This guideline covers how upper gastrointestinal bleeding can be effectively managed in adults and young people aged 16 years and older. It aims to identify which diagnostic and therapeutic steps are useful so hospitals can develop a structure in which clinical teams can deliver an optimum service for people who develop this condition.
This guideline includes recommendations on:
- assessing risk
- resuscitation and initial management
- timing of endoscopy
- managing non variceal and variceal bleeding
- controlling bleeding and preventing re-bleeding in people taking NSAIDs, aspirin or clopidogrel
- primary prophylaxis for acutely ill people in critical care
- information and support
Who is it for?
- Healthcare professionals
- People over 16 with acute upper gastrointestinal bleeding, and their families and carers
Is this guideline up to date?
We reviewed the evidence in August 2016. We found nothing new that affects the recommendations in this guideline. We added a footnote to recommendation 1.7.1 covering the licensing limitations of H2-receptor antagonists and proton pump inhibitors for primary prevention of upper gastrointestinal bleeding in acutely ill patients.
Next review: 2018
Guideline development process
This guideline was previously called acute upper gastrointestinal bleeding: management.

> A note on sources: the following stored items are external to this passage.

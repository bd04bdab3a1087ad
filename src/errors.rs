//! Crate-wide error taxonomy.
//!
//! Every component boundary returns `CoreError` (or a `Result<_, CoreError>`);
//! `anyhow::Result` stays reserved for CLI/bootstrap code in `main.rs`/
//! `commands/`.

use thiserror::Error;

/// The error kinds a client-facing layer needs to map to a stable code.
/// Mirrors the taxonomy table: each variant names its source component in
/// a doc comment rather than in the variant name, since several components
/// can raise the same kind (e.g. retryable transient failures).
#[derive(Debug, Error)]
pub enum CoreError {
    /// C2: extension not in the allowed set.
    #[error("unsupported file type: {0}")]
    FileValidationType(String),

    /// C2: zero bytes, or size exceeds MaxFileBytes.
    #[error("invalid file size for {filename}: {reason}")]
    FileValidationSize { filename: String, reason: String },

    /// C2: file is structurally present but has no usable content.
    #[error("empty file: {0}")]
    FileValidationEmpty(String),

    /// C2: batch len > MaxDocsPerBatch.
    #[error("batch of {actual} files exceeds limit of {limit}")]
    BatchTooLarge { actual: usize, limit: usize },

    /// C2/C5: content_hash collides with an existing document under the
    /// configured duplicate-detection scope.
    #[error("duplicate document, existing id {existing_doc_id}")]
    DuplicateDocument { existing_doc_id: String },

    /// C3: both primary and fallback extraction failed (or format has no
    /// fallback and the single path failed).
    #[error("extraction failed for {filename}: {reason}")]
    ExtractionFailed { filename: String, reason: String },

    /// C3: page_count > MaxPages, raised before text is returned.
    #[error("page count {actual} exceeds limit of {limit}")]
    PageLimitExceeded { actual: usize, limit: usize },

    /// C4: document has zero non-whitespace text, so chunking produced
    /// nothing.
    #[error("document contains no extractable text")]
    EmptyDocument,

    /// C6: embedding failed after exhausting retries. `transient` records
    /// whether the final attempt looked retryable (used for logging only;
    /// by the time this is raised retries are already exhausted).
    #[error("embedding failed: {reason}")]
    EmbeddingFailed { reason: String, transient: bool },

    /// C7: vector store operation failed after exhausting retries.
    #[error("vector store failed: {reason}")]
    VectorStoreFailed { reason: String, transient: bool },

    /// C7 startup: provider dimension doesn't match the configured index.
    #[error("dimension mismatch: index expects {expected}, provider returned {actual}")]
    DimensionMismatch { expected: usize, actual: usize },

    /// C1: requested tokenizer is not registered. Fatal at startup, a
    /// per-call error otherwise.
    #[error("tokenizer unavailable: {0}")]
    TokenizerUnavailable(String),

    /// C14: generation failed after exhausting retries, or a content-policy
    /// refusal (non-retryable).
    #[error("generation failed: {0}")]
    GenerationFailed(String),

    /// C15: query_text outside the [3, 1000] character bound.
    #[error("invalid query: {0}")]
    InvalidQuery(String),

    /// C5: entity id does not exist.
    #[error("not found: {0}")]
    NotFound(String),

    /// Anything else — logged in full, surfaced to clients without detail.
    #[error("internal error")]
    Internal(#[source] anyhow::Error),
}

impl CoreError {
    /// Stable code for a structured client-facing error response (§7).
    pub fn code(&self) -> &'static str {
        match self {
            CoreError::FileValidationType(_) => "file_validation_type",
            CoreError::FileValidationSize { .. } => "file_validation_size",
            CoreError::FileValidationEmpty(_) => "file_validation_empty",
            CoreError::BatchTooLarge { .. } => "batch_too_large",
            CoreError::DuplicateDocument { .. } => "duplicate_document",
            CoreError::ExtractionFailed { .. } => "extraction_failed",
            CoreError::PageLimitExceeded { .. } => "page_limit_exceeded",
            CoreError::EmptyDocument => "empty_document",
            CoreError::EmbeddingFailed { .. } => "embedding_failed",
            CoreError::VectorStoreFailed { .. } => "vector_store_failed",
            CoreError::DimensionMismatch { .. } => "dimension_mismatch",
            CoreError::TokenizerUnavailable(_) => "tokenizer_unavailable",
            CoreError::GenerationFailed(_) => "generation_failed",
            CoreError::InvalidQuery(_) => "invalid_query",
            CoreError::NotFound(_) => "not_found",
            CoreError::Internal(_) => "internal",
        }
    }

    /// Whether this is the kind of infra failure that should propagate to
    /// the request boundary rather than being recorded as a per-item
    /// failure (§7 propagation policy).
    pub fn is_infrastructure(&self) -> bool {
        matches!(
            self,
            CoreError::DimensionMismatch { .. }
                | CoreError::TokenizerUnavailable(_)
                | CoreError::Internal(_)
        )
    }

    pub fn internal(err: impl Into<anyhow::Error>) -> Self {
        CoreError::Internal(err.into())
    }
}

impl From<rusqlite::Error> for CoreError {
    fn from(err: rusqlite::Error) -> Self {
        CoreError::Internal(err.into())
    }
}

impl From<std::io::Error> for CoreError {
    fn from(err: std::io::Error) -> Self {
        CoreError::Internal(err.into())
    }
}

pub type CoreResult<T> = Result<T, CoreError>;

The recommendations in this guideline represent the view of NICE, arrived at after careful consideration of the evidence available. When exercising their judgement, professionals are expected to take this guideline fully into account, alongside the individual needs, preferences and values of their patients or service users. The application of the recommendations in this guideline is not mandatory and the guideline does not override the responsibility of healthcare professionals to make decisions appropriate to the circumstances of the individual patient, in consultation with the patient and/or their carer or guardian.
Local commissioners and/or providers have a responsibility to enable the guideline to be applied when individual health professionals and their patients or service users wish to use it. They should do so in the context of local and national priorities for funding and developing services, and in light of their duties to have due regard to the need to eliminate unlawful discrimination, to advance equality of opportunity and to reduce health inequalities. Nothing in this guideline should be interpreted in a way that would be inconsistent with compliance with those duties.
Commissioners and providers have a responsibility to promote an environmentally sustainable health and care system and should assess and reduce the environmental impact of implementing NICE recommendations wherever possible.